▸ **WHAT TO WORK ON**: When the string "save" is part of a line in the data below, report the whole line.
-- -- --
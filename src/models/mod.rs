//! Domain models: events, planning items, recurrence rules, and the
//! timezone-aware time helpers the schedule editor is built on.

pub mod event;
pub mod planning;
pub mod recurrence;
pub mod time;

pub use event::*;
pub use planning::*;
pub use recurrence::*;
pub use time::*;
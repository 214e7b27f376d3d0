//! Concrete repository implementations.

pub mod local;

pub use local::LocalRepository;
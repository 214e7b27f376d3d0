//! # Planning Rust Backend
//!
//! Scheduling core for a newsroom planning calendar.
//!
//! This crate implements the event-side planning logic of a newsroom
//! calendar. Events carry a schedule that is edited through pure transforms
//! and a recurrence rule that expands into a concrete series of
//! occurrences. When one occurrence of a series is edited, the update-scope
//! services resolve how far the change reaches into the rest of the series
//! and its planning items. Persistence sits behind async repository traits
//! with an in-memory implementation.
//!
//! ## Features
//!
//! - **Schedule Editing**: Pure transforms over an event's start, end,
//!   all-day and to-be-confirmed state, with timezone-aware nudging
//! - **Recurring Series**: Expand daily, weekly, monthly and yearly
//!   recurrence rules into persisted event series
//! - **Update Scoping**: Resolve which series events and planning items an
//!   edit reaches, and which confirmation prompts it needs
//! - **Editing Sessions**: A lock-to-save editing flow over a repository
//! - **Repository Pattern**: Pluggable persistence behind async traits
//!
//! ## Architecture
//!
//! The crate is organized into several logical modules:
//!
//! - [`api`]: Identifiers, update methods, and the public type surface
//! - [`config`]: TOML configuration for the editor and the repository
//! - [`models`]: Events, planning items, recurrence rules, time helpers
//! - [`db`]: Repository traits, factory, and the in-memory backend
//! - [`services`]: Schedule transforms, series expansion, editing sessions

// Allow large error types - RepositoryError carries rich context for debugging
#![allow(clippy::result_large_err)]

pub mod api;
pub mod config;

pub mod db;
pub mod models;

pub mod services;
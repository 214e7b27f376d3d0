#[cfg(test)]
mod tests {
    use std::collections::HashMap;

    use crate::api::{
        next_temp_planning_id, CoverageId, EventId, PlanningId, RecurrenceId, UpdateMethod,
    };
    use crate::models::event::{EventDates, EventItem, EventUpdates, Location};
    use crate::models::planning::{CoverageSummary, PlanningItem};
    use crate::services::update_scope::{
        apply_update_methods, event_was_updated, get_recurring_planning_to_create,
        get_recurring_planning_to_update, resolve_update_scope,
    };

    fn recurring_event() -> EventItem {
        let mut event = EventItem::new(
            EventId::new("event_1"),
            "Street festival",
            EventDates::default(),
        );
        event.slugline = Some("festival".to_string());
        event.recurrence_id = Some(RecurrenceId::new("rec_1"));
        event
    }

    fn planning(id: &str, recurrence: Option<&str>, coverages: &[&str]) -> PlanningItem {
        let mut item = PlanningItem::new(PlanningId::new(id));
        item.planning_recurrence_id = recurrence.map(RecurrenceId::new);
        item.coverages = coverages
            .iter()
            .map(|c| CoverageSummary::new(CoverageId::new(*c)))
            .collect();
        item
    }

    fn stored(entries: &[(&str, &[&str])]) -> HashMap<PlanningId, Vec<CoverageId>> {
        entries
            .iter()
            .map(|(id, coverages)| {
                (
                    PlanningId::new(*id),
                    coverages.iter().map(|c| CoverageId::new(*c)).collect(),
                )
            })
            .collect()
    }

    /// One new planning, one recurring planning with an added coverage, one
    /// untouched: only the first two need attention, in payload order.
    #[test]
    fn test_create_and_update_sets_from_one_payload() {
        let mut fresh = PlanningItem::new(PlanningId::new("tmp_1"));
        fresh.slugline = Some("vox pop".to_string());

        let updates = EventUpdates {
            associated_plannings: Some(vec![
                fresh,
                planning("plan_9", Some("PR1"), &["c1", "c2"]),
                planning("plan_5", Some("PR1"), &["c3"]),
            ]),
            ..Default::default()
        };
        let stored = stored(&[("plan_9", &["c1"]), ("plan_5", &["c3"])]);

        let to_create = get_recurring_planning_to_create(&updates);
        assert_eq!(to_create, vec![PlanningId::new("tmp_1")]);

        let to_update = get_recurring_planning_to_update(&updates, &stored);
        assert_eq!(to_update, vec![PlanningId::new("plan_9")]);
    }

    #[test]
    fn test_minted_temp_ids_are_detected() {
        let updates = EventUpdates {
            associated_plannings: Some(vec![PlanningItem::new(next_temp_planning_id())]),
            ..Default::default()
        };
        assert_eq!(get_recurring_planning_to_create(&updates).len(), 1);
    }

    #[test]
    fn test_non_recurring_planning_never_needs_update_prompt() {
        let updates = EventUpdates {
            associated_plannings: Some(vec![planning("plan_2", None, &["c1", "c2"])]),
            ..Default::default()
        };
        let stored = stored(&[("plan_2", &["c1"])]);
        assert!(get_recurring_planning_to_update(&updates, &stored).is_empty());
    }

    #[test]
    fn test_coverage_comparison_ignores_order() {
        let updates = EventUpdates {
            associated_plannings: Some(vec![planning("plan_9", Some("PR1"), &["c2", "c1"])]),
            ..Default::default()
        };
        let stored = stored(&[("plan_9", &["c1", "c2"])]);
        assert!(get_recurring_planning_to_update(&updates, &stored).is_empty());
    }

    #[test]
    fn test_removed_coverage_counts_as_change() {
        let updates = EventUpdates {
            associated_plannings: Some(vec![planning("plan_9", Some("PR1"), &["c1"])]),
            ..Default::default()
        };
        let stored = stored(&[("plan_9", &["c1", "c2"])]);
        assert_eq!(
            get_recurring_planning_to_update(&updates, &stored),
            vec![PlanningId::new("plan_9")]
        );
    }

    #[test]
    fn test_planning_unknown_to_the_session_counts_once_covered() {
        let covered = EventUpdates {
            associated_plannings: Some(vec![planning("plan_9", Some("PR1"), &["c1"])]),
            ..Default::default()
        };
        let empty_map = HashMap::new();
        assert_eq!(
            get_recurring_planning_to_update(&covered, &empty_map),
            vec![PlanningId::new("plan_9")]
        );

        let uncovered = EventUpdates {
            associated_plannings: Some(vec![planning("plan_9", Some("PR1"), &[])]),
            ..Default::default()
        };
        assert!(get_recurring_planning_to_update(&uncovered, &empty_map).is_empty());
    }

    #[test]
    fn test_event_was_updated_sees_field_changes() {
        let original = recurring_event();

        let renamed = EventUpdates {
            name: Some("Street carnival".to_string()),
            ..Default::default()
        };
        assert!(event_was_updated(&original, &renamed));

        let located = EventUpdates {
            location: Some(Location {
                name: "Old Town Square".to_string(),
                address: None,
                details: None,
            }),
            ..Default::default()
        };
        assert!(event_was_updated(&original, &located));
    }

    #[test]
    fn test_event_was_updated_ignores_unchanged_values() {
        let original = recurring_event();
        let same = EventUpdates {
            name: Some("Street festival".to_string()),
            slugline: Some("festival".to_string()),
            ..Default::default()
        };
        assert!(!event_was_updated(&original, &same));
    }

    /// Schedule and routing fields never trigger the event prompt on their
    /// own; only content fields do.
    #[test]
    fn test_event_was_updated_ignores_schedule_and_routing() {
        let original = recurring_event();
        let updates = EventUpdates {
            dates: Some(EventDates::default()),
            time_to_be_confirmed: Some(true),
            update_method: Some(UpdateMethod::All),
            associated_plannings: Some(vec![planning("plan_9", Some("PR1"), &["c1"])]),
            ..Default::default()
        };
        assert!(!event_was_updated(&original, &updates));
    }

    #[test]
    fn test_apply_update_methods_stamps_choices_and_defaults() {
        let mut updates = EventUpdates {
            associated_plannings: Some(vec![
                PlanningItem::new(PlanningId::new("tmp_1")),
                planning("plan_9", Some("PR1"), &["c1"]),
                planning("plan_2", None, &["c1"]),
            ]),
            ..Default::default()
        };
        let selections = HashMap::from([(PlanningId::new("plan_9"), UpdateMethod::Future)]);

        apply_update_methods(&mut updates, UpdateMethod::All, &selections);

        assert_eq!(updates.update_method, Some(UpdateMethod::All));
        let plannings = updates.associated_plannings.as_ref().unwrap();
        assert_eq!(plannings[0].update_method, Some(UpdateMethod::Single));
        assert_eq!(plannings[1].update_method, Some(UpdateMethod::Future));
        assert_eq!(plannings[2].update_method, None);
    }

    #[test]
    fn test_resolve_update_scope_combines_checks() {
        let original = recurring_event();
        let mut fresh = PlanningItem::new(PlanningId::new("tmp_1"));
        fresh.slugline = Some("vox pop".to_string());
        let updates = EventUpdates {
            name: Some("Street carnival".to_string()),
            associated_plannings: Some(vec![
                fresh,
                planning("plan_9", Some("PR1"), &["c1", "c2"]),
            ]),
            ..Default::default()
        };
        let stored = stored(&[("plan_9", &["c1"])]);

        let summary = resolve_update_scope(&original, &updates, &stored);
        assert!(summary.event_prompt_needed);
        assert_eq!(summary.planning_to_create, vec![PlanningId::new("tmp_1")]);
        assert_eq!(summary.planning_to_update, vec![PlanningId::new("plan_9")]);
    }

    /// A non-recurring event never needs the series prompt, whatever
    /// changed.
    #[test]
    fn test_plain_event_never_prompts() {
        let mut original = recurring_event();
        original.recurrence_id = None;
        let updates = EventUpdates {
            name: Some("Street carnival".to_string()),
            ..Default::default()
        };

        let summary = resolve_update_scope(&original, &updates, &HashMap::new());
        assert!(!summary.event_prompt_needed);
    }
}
-- -- --
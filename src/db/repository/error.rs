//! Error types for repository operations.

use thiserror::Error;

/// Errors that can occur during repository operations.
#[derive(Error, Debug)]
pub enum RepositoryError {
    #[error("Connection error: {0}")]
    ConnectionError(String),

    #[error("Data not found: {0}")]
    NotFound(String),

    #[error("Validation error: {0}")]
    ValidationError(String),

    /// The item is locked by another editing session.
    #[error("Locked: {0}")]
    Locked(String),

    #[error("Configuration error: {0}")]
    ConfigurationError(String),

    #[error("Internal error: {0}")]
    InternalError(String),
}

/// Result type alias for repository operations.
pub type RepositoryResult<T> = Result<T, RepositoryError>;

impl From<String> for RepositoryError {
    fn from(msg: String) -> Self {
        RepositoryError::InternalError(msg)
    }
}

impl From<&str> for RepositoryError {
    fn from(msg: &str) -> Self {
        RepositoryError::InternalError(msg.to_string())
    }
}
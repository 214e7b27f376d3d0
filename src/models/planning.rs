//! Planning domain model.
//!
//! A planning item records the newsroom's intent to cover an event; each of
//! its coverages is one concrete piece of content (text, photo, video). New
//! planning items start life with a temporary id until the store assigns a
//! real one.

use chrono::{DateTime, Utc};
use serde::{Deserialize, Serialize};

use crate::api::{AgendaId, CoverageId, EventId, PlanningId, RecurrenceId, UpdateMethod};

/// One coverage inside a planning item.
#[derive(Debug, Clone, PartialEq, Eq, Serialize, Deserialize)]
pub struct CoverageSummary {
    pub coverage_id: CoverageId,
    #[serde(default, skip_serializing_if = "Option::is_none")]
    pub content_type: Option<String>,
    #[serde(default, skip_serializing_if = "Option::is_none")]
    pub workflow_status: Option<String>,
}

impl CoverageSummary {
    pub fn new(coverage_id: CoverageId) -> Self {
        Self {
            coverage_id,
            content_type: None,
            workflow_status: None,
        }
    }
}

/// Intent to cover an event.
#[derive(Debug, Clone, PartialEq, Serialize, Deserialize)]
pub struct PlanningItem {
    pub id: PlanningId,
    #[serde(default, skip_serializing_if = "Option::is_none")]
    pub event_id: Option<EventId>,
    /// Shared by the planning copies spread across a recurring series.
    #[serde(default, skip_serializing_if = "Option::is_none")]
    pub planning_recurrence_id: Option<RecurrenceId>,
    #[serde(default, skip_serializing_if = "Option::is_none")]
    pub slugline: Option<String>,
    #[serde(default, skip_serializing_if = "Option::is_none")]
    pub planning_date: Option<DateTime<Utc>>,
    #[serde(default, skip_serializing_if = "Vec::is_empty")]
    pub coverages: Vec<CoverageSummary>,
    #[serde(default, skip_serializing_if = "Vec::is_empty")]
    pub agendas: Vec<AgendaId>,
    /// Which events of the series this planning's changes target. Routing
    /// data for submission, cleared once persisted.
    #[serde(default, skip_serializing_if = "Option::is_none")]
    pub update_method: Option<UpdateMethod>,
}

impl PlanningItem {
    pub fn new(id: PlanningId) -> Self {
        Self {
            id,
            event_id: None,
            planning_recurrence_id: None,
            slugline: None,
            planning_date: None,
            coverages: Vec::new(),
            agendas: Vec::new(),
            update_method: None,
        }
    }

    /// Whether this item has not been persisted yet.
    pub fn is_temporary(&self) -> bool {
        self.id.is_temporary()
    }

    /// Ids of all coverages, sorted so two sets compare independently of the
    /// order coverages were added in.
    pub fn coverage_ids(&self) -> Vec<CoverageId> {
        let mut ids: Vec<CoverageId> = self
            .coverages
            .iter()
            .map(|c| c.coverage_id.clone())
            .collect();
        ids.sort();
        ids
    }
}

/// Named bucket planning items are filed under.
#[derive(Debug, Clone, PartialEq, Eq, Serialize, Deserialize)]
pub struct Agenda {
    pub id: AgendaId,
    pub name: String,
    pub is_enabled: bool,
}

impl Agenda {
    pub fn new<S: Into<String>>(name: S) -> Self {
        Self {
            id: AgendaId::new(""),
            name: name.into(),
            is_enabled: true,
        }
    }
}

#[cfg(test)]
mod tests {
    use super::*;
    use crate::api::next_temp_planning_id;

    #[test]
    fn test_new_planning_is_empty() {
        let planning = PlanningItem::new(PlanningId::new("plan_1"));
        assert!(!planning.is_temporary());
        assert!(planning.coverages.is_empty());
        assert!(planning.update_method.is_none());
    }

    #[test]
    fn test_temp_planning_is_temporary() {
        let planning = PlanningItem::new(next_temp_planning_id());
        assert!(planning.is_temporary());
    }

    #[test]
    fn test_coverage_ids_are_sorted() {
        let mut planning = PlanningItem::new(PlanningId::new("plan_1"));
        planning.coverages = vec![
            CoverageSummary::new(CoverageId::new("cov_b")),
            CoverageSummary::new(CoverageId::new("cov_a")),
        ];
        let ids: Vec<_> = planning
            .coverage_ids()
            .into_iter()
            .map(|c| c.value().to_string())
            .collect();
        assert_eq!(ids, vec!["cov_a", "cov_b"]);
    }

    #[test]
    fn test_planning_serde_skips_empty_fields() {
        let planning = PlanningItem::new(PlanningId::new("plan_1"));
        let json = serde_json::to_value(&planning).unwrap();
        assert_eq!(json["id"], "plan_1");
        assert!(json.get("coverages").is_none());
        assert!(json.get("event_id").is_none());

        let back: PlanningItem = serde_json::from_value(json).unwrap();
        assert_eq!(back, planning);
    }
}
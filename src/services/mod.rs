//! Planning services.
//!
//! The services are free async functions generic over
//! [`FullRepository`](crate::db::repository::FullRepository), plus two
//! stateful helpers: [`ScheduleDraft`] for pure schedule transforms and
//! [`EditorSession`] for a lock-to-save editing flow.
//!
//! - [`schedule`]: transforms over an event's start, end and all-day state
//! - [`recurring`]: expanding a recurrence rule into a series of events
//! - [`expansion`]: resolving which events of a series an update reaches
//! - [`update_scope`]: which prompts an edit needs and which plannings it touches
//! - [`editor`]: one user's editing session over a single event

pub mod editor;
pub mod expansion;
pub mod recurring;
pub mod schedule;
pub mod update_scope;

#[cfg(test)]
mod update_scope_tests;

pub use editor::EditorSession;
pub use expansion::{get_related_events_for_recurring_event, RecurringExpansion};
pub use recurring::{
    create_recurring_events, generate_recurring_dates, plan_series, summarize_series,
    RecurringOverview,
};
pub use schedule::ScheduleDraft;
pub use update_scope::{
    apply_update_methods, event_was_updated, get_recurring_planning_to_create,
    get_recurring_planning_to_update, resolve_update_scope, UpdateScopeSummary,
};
-- -- --
▸ **SOLUTION TO THIS EXERCISE**:
//! - **Editing Sessions**: A lock-to-save editing flow over a repository
//! [`EditorSession`] for a lock-to-save editing flow.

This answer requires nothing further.